[[ DATASET CONTENT open ]]
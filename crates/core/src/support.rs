//! Buyer-support tickets.
//!
//! The support wizard collects a category, an optional order reference, a
//! subject and a description. Order-related categories must reference an
//! order; whether the order belongs to the buyer is checked by the caller.

use serde::{Deserialize, Serialize};
use thiserror::Error;

use crate::types::{OrderId, TicketStatus};

pub const SUBJECT_MIN: usize = 5;
pub const SUBJECT_MAX: usize = 120;
pub const DESCRIPTION_MIN: usize = 20;
pub const DESCRIPTION_MAX: usize = 5000;
pub const MESSAGE_MAX: usize = 5000;

/// Errors raised by ticket validation and transitions.
#[derive(Debug, Error, Clone, PartialEq, Eq)]
pub enum TicketError {
    #[error("{field} must be between {min} and {max} characters")]
    Length {
        field: &'static str,
        min: usize,
        max: usize,
    },
    #[error("this category requires an order")]
    OrderRequired,
    #[error("cannot move ticket from {from} to {to}")]
    InvalidTransition { from: TicketStatus, to: TicketStatus },
    #[error("ticket is closed")]
    Closed,
}

/// What the buyer needs help with.
#[derive(Debug, Clone, Copy, PartialEq, Eq, Hash, Serialize, Deserialize)]
#[cfg_attr(feature = "postgres", derive(sqlx::Type))]
#[cfg_attr(
    feature = "postgres",
    sqlx(type_name = "marketplace.ticket_category", rename_all = "snake_case")
)]
#[serde(rename_all = "snake_case")]
pub enum TicketCategory {
    ItemNotReceived,
    ItemNotAsDescribed,
    PaymentIssue,
    RefundRequest,
    Account,
    Other,
}

impl TicketCategory {
    /// Whether tickets in this category must reference one of the buyer's orders.
    #[must_use]
    pub const fn requires_order(self) -> bool {
        matches!(
            self,
            Self::ItemNotReceived | Self::ItemNotAsDescribed | Self::PaymentIssue | Self::RefundRequest
        )
    }
}

/// The wizard's submission.
#[derive(Debug, Clone, PartialEq, Eq, Deserialize)]
pub struct TicketDraft {
    pub category: TicketCategory,
    pub order_id: Option<OrderId>,
    pub subject: String,
    pub description: String,
}

/// A draft that passed validation, with text trimmed.
#[derive(Debug, Clone, PartialEq, Eq)]
pub struct ValidTicket {
    pub category: TicketCategory,
    pub order_id: Option<OrderId>,
    pub subject: String,
    pub description: String,
}

fn check_length(
    field: &'static str,
    value: &str,
    min: usize,
    max: usize,
) -> Result<String, TicketError> {
    let trimmed = value.trim();
    let len = trimmed.chars().count();
    if len < min || len > max {
        return Err(TicketError::Length { field, min, max });
    }
    Ok(trimmed.to_owned())
}

impl TicketDraft {
    /// Validate the wizard's fields.
    ///
    /// # Errors
    ///
    /// Returns [`TicketError::OrderRequired`] when an order-related category
    /// has no order, or [`TicketError::Length`] for out-of-range text.
    pub fn validate(self) -> Result<ValidTicket, TicketError> {
        if self.category.requires_order() && self.order_id.is_none() {
            return Err(TicketError::OrderRequired);
        }

        Ok(ValidTicket {
            category: self.category,
            order_id: self.order_id,
            subject: check_length("subject", &self.subject, SUBJECT_MIN, SUBJECT_MAX)?,
            description: check_length(
                "description",
                &self.description,
                DESCRIPTION_MIN,
                DESCRIPTION_MAX,
            )?,
        })
    }
}

/// Validate a reply on a ticket thread.
///
/// # Errors
///
/// Returns [`TicketError::Length`] for empty or oversized messages.
pub fn validate_message(body: &str) -> Result<String, TicketError> {
    check_length("message", body, 1, MESSAGE_MAX)
}

/// Check a staff status change.
///
/// # Errors
///
/// Returns [`TicketError::InvalidTransition`] for anything outside
/// open → in_progress → resolved → closed, plus the reopen paths.
pub fn transition(from: TicketStatus, to: TicketStatus) -> Result<TicketStatus, TicketError> {
    use TicketStatus::{Closed, InProgress, Open, Resolved};

    match (from, to) {
        (Open, InProgress | Closed)
        | (InProgress, Resolved | Open)
        | (Resolved, Closed | Open) => Ok(to),
        _ => Err(TicketError::InvalidTransition { from, to }),
    }
}

/// Status after the buyer posts a message.
///
/// # Errors
///
/// Returns [`TicketError::Closed`] for closed tickets.
pub const fn after_buyer_message(status: TicketStatus) -> Result<TicketStatus, TicketError> {
    match status {
        TicketStatus::Closed => Err(TicketError::Closed),
        TicketStatus::Resolved => Ok(TicketStatus::Open),
        other => Ok(other),
    }
}

#[cfg(test)]
#[allow(clippy::unwrap_used)]
mod tests {
    use uuid::Uuid;

    use super::*;

    fn draft(category: TicketCategory, order: bool) -> TicketDraft {
        TicketDraft {
            category,
            order_id: order.then(|| OrderId::new(Uuid::from_u128(7))),
            subject: "  Wheel arrived bent  ".to_string(),
            description: "The front wheel is visibly out of true.".to_string(),
        }
    }

    #[test]
    fn test_valid_draft_is_trimmed() {
        let ticket = draft(TicketCategory::ItemNotAsDescribed, true).validate().unwrap();
        assert_eq!(ticket.subject, "Wheel arrived bent");
    }

    #[test]
    fn test_order_required_for_order_categories() {
        assert_eq!(
            draft(TicketCategory::ItemNotReceived, false).validate(),
            Err(TicketError::OrderRequired)
        );
        assert!(draft(TicketCategory::Account, false).validate().is_ok());
    }

    #[test]
    fn test_subject_length() {
        let mut d = draft(TicketCategory::Other, false);
        d.subject = "Hi  ".to_string();
        assert!(matches!(
            d.validate(),
            Err(TicketError::Length { field: "subject", .. })
        ));
    }

    #[test]
    fn test_description_length() {
        let mut d = draft(TicketCategory::Other, false);
        d.description = "too short".to_string();
        assert!(matches!(
            d.validate(),
            Err(TicketError::Length {
                field: "description",
                ..
            })
        ));
    }

    #[test]
    fn test_message_validation() {
        assert!(validate_message("   ").is_err());
        assert_eq!(validate_message(" thanks ").unwrap(), "thanks");
        assert!(validate_message(&"x".repeat(MESSAGE_MAX + 1)).is_err());
    }

    #[test]
    fn test_transitions() {
        use TicketStatus::{Closed, InProgress, Open, Resolved};

        assert_eq!(transition(Open, InProgress), Ok(InProgress));
        assert_eq!(transition(InProgress, Resolved), Ok(Resolved));
        assert_eq!(transition(Resolved, Closed), Ok(Closed));
        assert_eq!(transition(Resolved, Open), Ok(Open));
        assert!(transition(Closed, Open).is_err());
        assert!(transition(Open, Resolved).is_err());
        assert!(transition(Open, Open).is_err());
    }

    #[test]
    fn test_buyer_message_reopens_resolved() {
        assert_eq!(after_buyer_message(TicketStatus::Resolved), Ok(TicketStatus::Open));
        assert_eq!(
            after_buyer_message(TicketStatus::InProgress),
            Ok(TicketStatus::InProgress)
        );
        assert_eq!(
            after_buyer_message(TicketStatus::Closed),
            Err(TicketError::Closed)
        );
    }
}
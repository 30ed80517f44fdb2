//! Store repository: store profiles, delivery settings, store categories and
//! services.

use chrono::{DateTime, Utc};
use rust_decimal::Decimal;
use sqlx::PgPool;

use cyclemart_core::delivery::DeliverySettings;
use cyclemart_core::{ProfileId, ServiceId, StoreCategoryId, StoreId};

use super::{RepositoryError, conflict_on_unique};
use crate::models::{NewService, NewStore, NewStoreCategory, Store, StoreCategory, StoreService};

const STORE_COLUMNS: &str = "id, owner_id, slug, name, description, location, logo_url, \
    delivery_enabled, delivery_base_fee, delivery_per_km_fee, delivery_free_over, \
    delivery_max_distance_km, created_at, updated_at";

const SERVICE_COLUMNS: &str =
    "id, store_id, name, description, price, duration_minutes, created_at";

// =============================================================================
// Internal Row Types
// =============================================================================

#[derive(Debug, sqlx::FromRow)]
struct StoreRow {
    id: StoreId,
    owner_id: ProfileId,
    slug: String,
    name: String,
    description: Option<String>,
    location: Option<String>,
    logo_url: Option<String>,
    delivery_enabled: bool,
    delivery_base_fee: Decimal,
    delivery_per_km_fee: Decimal,
    delivery_free_over: Option<Decimal>,
    delivery_max_distance_km: Option<Decimal>,
    created_at: DateTime<Utc>,
    updated_at: DateTime<Utc>,
}

impl From<StoreRow> for Store {
    fn from(row: StoreRow) -> Self {
        Self {
            id: row.id,
            owner_id: row.owner_id,
            slug: row.slug,
            name: row.name,
            description: row.description,
            location: row.location,
            logo_url: row.logo_url,
            delivery: DeliverySettings {
                enabled: row.delivery_enabled,
                base_fee: row.delivery_base_fee,
                per_km_fee: row.delivery_per_km_fee,
                free_over: row.delivery_free_over,
                max_distance_km: row.delivery_max_distance_km,
            },
            created_at: row.created_at,
            updated_at: row.updated_at,
        }
    }
}

/// Map store insert failures onto the constraint that was hit.
fn store_conflict(e: sqlx::Error) -> RepositoryError {
    if let sqlx::Error::Database(ref db_err) = e
        && db_err.is_unique_violation()
    {
        let message = match db_err.constraint() {
            Some("store_owner_id_key") => "you already have a store",
            _ => "store slug is already taken",
        };
        return RepositoryError::Conflict(message.to_owned());
    }
    RepositoryError::Database(e)
}

// =============================================================================
// Repository
// =============================================================================

/// Repository for store database operations.
pub struct StoreRepository<'a> {
    pool: &'a PgPool,
}

impl<'a> StoreRepository<'a> {
    /// Create a new store repository.
    #[must_use]
    pub const fn new(pool: &'a PgPool) -> Self {
        Self { pool }
    }

    /// Create a store owned by `owner`.
    ///
    /// # Errors
    ///
    /// Returns `RepositoryError::Conflict` if the owner already has a store or
    /// the slug is taken.
    pub async fn create(&self, owner: ProfileId, store: &NewStore) -> Result<Store, RepositoryError> {
        let row = sqlx::query_as::<_, StoreRow>(&format!(
            r"
            INSERT INTO marketplace.store (owner_id, slug, name, description, location, logo_url)
            VALUES ($1, $2, $3, $4, $5, $6)
            RETURNING {STORE_COLUMNS}
            "
        ))
        .bind(owner)
        .bind(&store.slug)
        .bind(&store.name)
        .bind(&store.description)
        .bind(&store.location)
        .bind(&store.logo_url)
        .fetch_one(self.pool)
        .await
        .map_err(store_conflict)?;
        Ok(row.into())
    }

    /// Get a store by ID.
    ///
    /// # Errors
    ///
    /// Returns `RepositoryError::Database` if the query fails.
    pub async fn get(&self, id: StoreId) -> Result<Option<Store>, RepositoryError> {
        let row = sqlx::query_as::<_, StoreRow>(&format!(
            "SELECT {STORE_COLUMNS} FROM marketplace.store WHERE id = $1"
        ))
        .bind(id)
        .fetch_optional(self.pool)
        .await?;
        Ok(row.map(Into::into))
    }

    /// Get a store by its public slug.
    ///
    /// # Errors
    ///
    /// Returns `RepositoryError::Database` if the query fails.
    pub async fn get_by_slug(&self, slug: &str) -> Result<Option<Store>, RepositoryError> {
        let row = sqlx::query_as::<_, StoreRow>(&format!(
            "SELECT {STORE_COLUMNS} FROM marketplace.store WHERE slug = $1"
        ))
        .bind(slug)
        .fetch_optional(self.pool)
        .await?;
        Ok(row.map(Into::into))
    }

    /// Get the store owned by `owner`.
    ///
    /// # Errors
    ///
    /// Returns `RepositoryError::Database` if the query fails.
    pub async fn get_by_owner(&self, owner: ProfileId) -> Result<Option<Store>, RepositoryError> {
        let row = sqlx::query_as::<_, StoreRow>(&format!(
            "SELECT {STORE_COLUMNS} FROM marketplace.store WHERE owner_id = $1"
        ))
        .bind(owner)
        .fetch_optional(self.pool)
        .await?;
        Ok(row.map(Into::into))
    }

    /// Persist the profile fields of `store`.
    ///
    /// # Errors
    ///
    /// Returns `RepositoryError::NotFound` if the store no longer exists.
    pub async fn update_profile(&self, store: &Store) -> Result<Store, RepositoryError> {
        let row = sqlx::query_as::<_, StoreRow>(&format!(
            r"
            UPDATE marketplace.store
            SET name = $2, description = $3, location = $4, logo_url = $5, updated_at = NOW()
            WHERE id = $1
            RETURNING {STORE_COLUMNS}
            "
        ))
        .bind(store.id)
        .bind(&store.name)
        .bind(&store.description)
        .bind(&store.location)
        .bind(&store.logo_url)
        .fetch_optional(self.pool)
        .await?;
        row.map(Into::into).ok_or(RepositoryError::NotFound)
    }

    /// Replace a store's delivery settings.
    ///
    /// # Errors
    ///
    /// Returns `RepositoryError::NotFound` if the store no longer exists.
    pub async fn update_delivery(
        &self,
        id: StoreId,
        settings: &DeliverySettings,
    ) -> Result<Store, RepositoryError> {
        let row = sqlx::query_as::<_, StoreRow>(&format!(
            r"
            UPDATE marketplace.store
            SET delivery_enabled = $2, delivery_base_fee = $3, delivery_per_km_fee = $4,
                delivery_free_over = $5, delivery_max_distance_km = $6, updated_at = NOW()
            WHERE id = $1
            RETURNING {STORE_COLUMNS}
            "
        ))
        .bind(id)
        .bind(settings.enabled)
        .bind(settings.base_fee)
        .bind(settings.per_km_fee)
        .bind(settings.free_over)
        .bind(settings.max_distance_km)
        .fetch_optional(self.pool)
        .await?;
        row.map(Into::into).ok_or(RepositoryError::NotFound)
    }

    /// Number of active listings in a store.
    ///
    /// # Errors
    ///
    /// Returns `RepositoryError::Database` if the query fails.
    pub async fn active_listing_count(&self, id: StoreId) -> Result<i64, RepositoryError> {
        let count = sqlx::query_scalar(
            "SELECT COUNT(*) FROM marketplace.product WHERE store_id = $1 AND status = 'active'",
        )
        .bind(id)
        .fetch_one(self.pool)
        .await?;
        Ok(count)
    }

    // =========================================================================
    // Store categories
    // =========================================================================

    /// Categories of a store.
    ///
    /// # Errors
    ///
    /// Returns `RepositoryError::Database` if the query fails.
    pub async fn list_categories(&self, store: StoreId) -> Result<Vec<StoreCategory>, RepositoryError> {
        let categories = sqlx::query_as::<_, StoreCategory>(
            r"
            SELECT id, store_id, name, position, created_at
            FROM marketplace.store_category
            WHERE store_id = $1
            ORDER BY position, name
            ",
        )
        .bind(store)
        .fetch_all(self.pool)
        .await?;
        Ok(categories)
    }

    /// Add a category to a store.
    ///
    /// # Errors
    ///
    /// Returns `RepositoryError::Conflict` if the store already has a category
    /// with this name.
    pub async fn create_category(
        &self,
        store: StoreId,
        category: &NewStoreCategory,
    ) -> Result<StoreCategory, RepositoryError> {
        let created = sqlx::query_as::<_, StoreCategory>(
            r"
            INSERT INTO marketplace.store_category (store_id, name, position)
            VALUES ($1, $2, $3)
            RETURNING id, store_id, name, position, created_at
            ",
        )
        .bind(store)
        .bind(&category.name)
        .bind(category.position)
        .fetch_one(self.pool)
        .await
        .map_err(conflict_on_unique("a category with this name already exists"))?;
        Ok(created)
    }

    /// Rename or reorder a store category.
    ///
    /// # Errors
    ///
    /// Returns `RepositoryError::NotFound` if the category is not in the store,
    /// `RepositoryError::Conflict` if the new name is taken.
    pub async fn update_category(
        &self,
        store: StoreId,
        id: StoreCategoryId,
        category: &NewStoreCategory,
    ) -> Result<StoreCategory, RepositoryError> {
        let updated = sqlx::query_as::<_, StoreCategory>(
            r"
            UPDATE marketplace.store_category
            SET name = $3, position = $4
            WHERE id = $1 AND store_id = $2
            RETURNING id, store_id, name, position, created_at
            ",
        )
        .bind(id)
        .bind(store)
        .bind(&category.name)
        .bind(category.position)
        .fetch_optional(self.pool)
        .await
        .map_err(conflict_on_unique("a category with this name already exists"))?;
        updated.ok_or(RepositoryError::NotFound)
    }

    /// Remove a store category. Listings in it become uncategorised.
    ///
    /// # Errors
    ///
    /// Returns `RepositoryError::NotFound` if the category is not in the store.
    pub async fn delete_category(
        &self,
        store: StoreId,
        id: StoreCategoryId,
    ) -> Result<(), RepositoryError> {
        let result =
            sqlx::query("DELETE FROM marketplace.store_category WHERE id = $1 AND store_id = $2")
                .bind(id)
                .bind(store)
                .execute(self.pool)
                .await?;
        if result.rows_affected() == 0 {
            return Err(RepositoryError::NotFound);
        }
        Ok(())
    }

    // =========================================================================
    // Services
    // =========================================================================

    /// Services offered by a store.
    ///
    /// # Errors
    ///
    /// Returns `RepositoryError::Database` if the query fails.
    pub async fn list_services(&self, store: StoreId) -> Result<Vec<StoreService>, RepositoryError> {
        let services = sqlx::query_as::<_, StoreService>(&format!(
            "SELECT {SERVICE_COLUMNS} FROM marketplace.store_service WHERE store_id = $1 ORDER BY name"
        ))
        .bind(store)
        .fetch_all(self.pool)
        .await?;
        Ok(services)
    }

    /// Add a service to a store.
    ///
    /// # Errors
    ///
    /// Returns `RepositoryError::Database` if the insert fails.
    pub async fn create_service(
        &self,
        store: StoreId,
        service: &NewService,
    ) -> Result<StoreService, RepositoryError> {
        let created = sqlx::query_as::<_, StoreService>(&format!(
            r"
            INSERT INTO marketplace.store_service (store_id, name, description, price, duration_minutes)
            VALUES ($1, $2, $3, $4, $5)
            RETURNING {SERVICE_COLUMNS}
            "
        ))
        .bind(store)
        .bind(&service.name)
        .bind(&service.description)
        .bind(service.price)
        .bind(service.duration_minutes)
        .fetch_one(self.pool)
        .await?;
        Ok(created)
    }

    /// Replace a service's details.
    ///
    /// # Errors
    ///
    /// Returns `RepositoryError::NotFound` if the service is not in the store.
    pub async fn update_service(
        &self,
        store: StoreId,
        id: ServiceId,
        service: &NewService,
    ) -> Result<StoreService, RepositoryError> {
        let updated = sqlx::query_as::<_, StoreService>(&format!(
            r"
            UPDATE marketplace.store_service
            SET name = $3, description = $4, price = $5, duration_minutes = $6
            WHERE id = $1 AND store_id = $2
            RETURNING {SERVICE_COLUMNS}
            "
        ))
        .bind(id)
        .bind(store)
        .bind(&service.name)
        .bind(&service.description)
        .bind(service.price)
        .bind(service.duration_minutes)
        .fetch_optional(self.pool)
        .await?;
        updated.ok_or(RepositoryError::NotFound)
    }

    /// Remove a service.
    ///
    /// # Errors
    ///
    /// Returns `RepositoryError::NotFound` if the service is not in the store.
    pub async fn delete_service(&self, store: StoreId, id: ServiceId) -> Result<(), RepositoryError> {
        let result =
            sqlx::query("DELETE FROM marketplace.store_service WHERE id = $1 AND store_id = $2")
                .bind(id)
                .bind(store)
                .execute(self.pool)
                .await?;
        if result.rows_affected() == 0 {
            return Err(RepositoryError::NotFound);
        }
        Ok(())
    }
}
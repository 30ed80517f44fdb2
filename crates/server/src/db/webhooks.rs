//! Webhook event log.

use serde_json::Value;
use sqlx::PgPool;

use super::RepositoryError;
use crate::models::{WebhookDiagnostics, WebhookEventSummary, WebhookTypeCount};

const RECENT_EVENTS: i64 = 20;

/// Repository for received payment webhooks.
pub struct WebhookEventRepository<'a> {
    pool: &'a PgPool,
}

impl<'a> WebhookEventRepository<'a> {
    /// Create a new webhook event repository.
    #[must_use]
    pub const fn new(pool: &'a PgPool) -> Self {
        Self { pool }
    }

    /// Record an event. Returns `false` if it was already recorded.
    ///
    /// # Errors
    ///
    /// Returns `RepositoryError::Database` if the insert fails.
    pub async fn record(
        &self,
        id: &str,
        event_type: &str,
        payload: &Value,
    ) -> Result<bool, RepositoryError> {
        let result = sqlx::query(
            r"
            INSERT INTO marketplace.webhook_event (id, event_type, payload)
            VALUES ($1, $2, $3)
            ON CONFLICT (id) DO NOTHING
            ",
        )
        .bind(id)
        .bind(event_type)
        .bind(payload)
        .execute(self.pool)
        .await?;
        Ok(result.rows_affected() == 1)
    }

    /// Mark an event as handled.
    ///
    /// # Errors
    ///
    /// Returns `RepositoryError::Database` if the update fails.
    pub async fn mark_processed(&self, id: &str) -> Result<(), RepositoryError> {
        sqlx::query(
            "UPDATE marketplace.webhook_event SET processed_at = NOW(), error = NULL WHERE id = $1",
        )
        .bind(id)
        .execute(self.pool)
        .await?;
        Ok(())
    }

    /// Store the error that stopped an event from being handled.
    ///
    /// # Errors
    ///
    /// Returns `RepositoryError::Database` if the update fails.
    pub async fn mark_failed(&self, id: &str, error: &str) -> Result<(), RepositoryError> {
        sqlx::query("UPDATE marketplace.webhook_event SET error = $2 WHERE id = $1")
            .bind(id)
            .bind(error)
            .execute(self.pool)
            .await?;
        Ok(())
    }

    /// Counts per event type, failures and the latest deliveries.
    ///
    /// # Errors
    ///
    /// Returns `RepositoryError::Database` if a query fails.
    pub async fn diagnostics(
        &self,
        secret_configured: bool,
    ) -> Result<WebhookDiagnostics, RepositoryError> {
        let counts = sqlx::query_as::<_, WebhookTypeCount>(
            r"
            SELECT event_type, COUNT(*) AS count
            FROM marketplace.webhook_event
            GROUP BY event_type
            ORDER BY count DESC, event_type
            ",
        )
        .fetch_all(self.pool)
        .await?;

        let failed = sqlx::query_scalar(
            "SELECT COUNT(*) FROM marketplace.webhook_event WHERE error IS NOT NULL",
        )
        .fetch_one(self.pool)
        .await?;

        let recent = sqlx::query_as::<_, WebhookEventSummary>(
            r"
            SELECT id, event_type, received_at, processed_at, error
            FROM marketplace.webhook_event
            ORDER BY received_at DESC
            LIMIT $1
            ",
        )
        .bind(RECENT_EVENTS)
        .fetch_all(self.pool)
        .await?;

        Ok(WebhookDiagnostics {
            secret_configured,
            counts,
            failed,
            recent,
        })
    }
}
[[ DATASET CONTENT closed ]]
→ **REQUIRED WORK**
Everything from the first line above up to and including the line that contains "pub const SUBJECT_MIN: usize = 5;" should be printed exactly; please print only that.

→ **EXERCISE ANSWER**
filename crates/core/src/support.rs
//! Buyer-support tickets.
//!
//! The support wizard collects a category, an optional order reference, a
//! subject and a description. Order-related categories must reference an
//! order; whether the order belongs to the buyer is checked by the caller.

use serde::{Deserialize, Serialize};
use thiserror::Error;

use crate::types::{OrderId, TicketStatus};

pub const SUBJECT_MIN: usize = 5;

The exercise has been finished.